Interleukin (IL)-23 and IL-6 are primary input variables. Latent vectors extracted from T helper (Th)17 cytokines, including tumor necrosis factor (TNF)-α, and the generalized cognitive decline (G-CoDe) mediate the effects of IL-6 and IL-23 on the phenome of schizophrenia (outcome indicator). The latter is conceptualized as a latent vector extracted from all symptom domains (reflecting the phenome). The model also considers effects of Th-17 on granulocyte-colony stimulating factor (G-CSF) and IL-10. Cat_Inst: Category Instances; Cont_oral: Controlled Word Association; Digit_seq: Digit Sequencing Task; List_learn: the List Learning test; Symbol..: Symbol Coding; Token..: token motor task; TOL: Tower of London; FTD: formal thought disorders; SANS: negative symptoms; PMR: psychomotor retardation; Excited: excitation; Manner..: mannerism. White figures in circles: explained variance. Shown are the pathway coefficients (p values) and factor loadings (p values).

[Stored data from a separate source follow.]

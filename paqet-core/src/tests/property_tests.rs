//! Property tests for the pipeline and scheduling invariants.

use crate::client::retry_backoff;
use crate::config::TcpFlags;
use crate::flow::FlowState;
use crate::packet::send::calculate_backoff;
use crate::util::iterator::RoundRobin;
use proptest::prelude::*;
use std::time::Duration;

proptest! {
    /// Send-pipeline backoff never exceeds the cap plus 20% jitter, and
    /// never undershoots the exponential base below the cap.
    #[test]
    fn send_backoff_bounded(
        initial_ms in 1u64..1000,
        max_ms in 1000u64..60_000,
        retries in 1u32..24,
    ) {
        let d = calculate_backoff(
            Duration::from_millis(initial_ms),
            Duration::from_millis(max_ms),
            retries,
        );
        let base = initial_ms
            .saturating_mul(1u64.checked_shl(retries - 1).unwrap_or(u64::MAX))
            .min(max_ms);
        let upper = base + base / 5 + 1;
        prop_assert!(d.as_millis() as u64 >= base);
        prop_assert!(d.as_millis() as u64 <= upper);
    }

    /// Stream-open retry backoff is monotone in the attempt number and
    /// capped.
    #[test]
    fn retry_backoff_monotone_and_capped(
        initial_ms in 10u64..1000,
        max_ms in 1000u64..60_000,
        attempt in 0usize..40,
    ) {
        let initial = Duration::from_millis(initial_ms);
        let max = Duration::from_millis(max_ms);
        let a = retry_backoff(initial, max, attempt);
        let b = retry_backoff(initial, max, attempt + 1);
        prop_assert!(a <= b);
        prop_assert!(a <= max);
        prop_assert!(b <= max);
    }

    /// For N ring slots and K picks, every slot is chosen at least
    /// floor(K/N) times.
    #[test]
    fn round_robin_fairness(n in 1usize..16, k in 1usize..200) {
        let it = RoundRobin::new((0..n).collect::<Vec<usize>>());
        let mut counts = vec![0usize; n];
        for _ in 0..k {
            counts[*it.next().unwrap()] += 1;
        }
        for c in counts {
            prop_assert!(c >= k / n);
            prop_assert!(c <= k / n + 1);
        }
    }

    /// The flag alphabet is exactly {F,S,R,P,A,U,E,C,N}; anything else is
    /// rejected.
    #[test]
    fn flag_parse_alphabet(s in "[A-Z]{1,9}") {
        let result = TcpFlags::parse(&s);
        let valid = s.chars().all(|c| "FSRPAUECN".contains(c));
        prop_assert_eq!(result.is_ok(), valid);
    }

    /// Sequence numbers advance by payload length plus one for SYN/FIN,
    /// with wrapping arithmetic.
    #[test]
    fn sequence_advance_law(
        start in any::<u32>(),
        payload_len in 0u32..65_536,
        syn in any::<bool>(),
        fin in any::<bool>(),
    ) {
        let mut state = FlowState {
            next_seq: start,
            seq_initialized: true,
            ..Default::default()
        };
        let inc = if syn || fin { 1 } else { 0 };
        let seq = state.claim_seq(payload_len, inc);
        prop_assert_eq!(seq, start);
        prop_assert_eq!(state.next_seq, start.wrapping_add(payload_len).wrapping_add(inc));
    }

    /// The ACK we emit is always the observed remote seq plus its
    /// sequence-space consumption.
    #[test]
    fn ack_echo_law(seq in any::<u32>(), len in 0u32..65_536, flagged in any::<bool>()) {
        let mut state = FlowState::default();
        let inc = len + u32::from(flagged);
        state.observe(seq, inc, None);
        prop_assert_eq!(state.ack_value(), seq.wrapping_add(inc));
    }
}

https://doi.org/10.1371/journal.pone.0275839.g001

In this model, IL-23 and IL-6 were considered to be correlated with a latent vector (LV) extracted from IL-17, IL-21, IL-22, and TNF-α (labeled Th17 LV) while the latter predicted G-CSF and IL-10. After feature selection, multi-group analysis, PLS predict analysis, and prediction-oriented segmentation, Fig 1 shows the results of the PLS path analysis conducted on 5.000 bootstrap samples. The final PLS model did not contain non-significant pathways and variables. With SRMR = 0.039, this model’s overall fit was more than sufficient. Additionally, the reliability of the factor constructs was satisfactory for all three factors, with Cronbach alpha > 0.754, rho A > 0.785, composite reliability > 0.845, and AVE > 0.58. At p <0.0001, all loadings on the outer models were more than 0.620. We discovered that 70.7% of the variance in the phenome could be explained by regression on the cognitome, Th17 LV (both positively) and IL-10 (inversely), and that 68.9% of the variance in the cognitome could be explained by education (positively) and the combination of IL-23 and Th17 LV. IL-23 and IL-6 explained 17.7% of the variance in the Th17 LV. The cognitome (0.558), the Th17 LV (0.093), and the phenome (0.624) all had acceptable construct cross-validated redundancies (as determined by PLS blindfolding). Confirmatory Tetrad Analaysis (CTA) in PLS demonstrated that the latent vectors were not conceptualized incorrectly as reflective models. PLS prediction revealed that the indicators of the endogenous constructs had positive Q2 predict values, indicating that they outperformed the naïve benchmark. There were significant specific indirect effects of IL-23 on the phenome through the Th17 LV (t = 2.82, p = 0.002), the cognitome (t = 1.68, p = 0.047), the path from Th17 LV to the cognitome (t = 3.64, p<0.001), and the path from Th17 LV to IL-10 (t = -1.84, p = 0.033). Although the direct pathway from IL-6 to the phenome was insignificant, the overall impact of IL-6 on the phenome was significant (t = 1.74, p = 0.041). Nonetheless, IL-23 (t = 6.76, p<0.001) and the Th17 LV (t = 5.10, p<0.001) had a much greater influence on the phenome.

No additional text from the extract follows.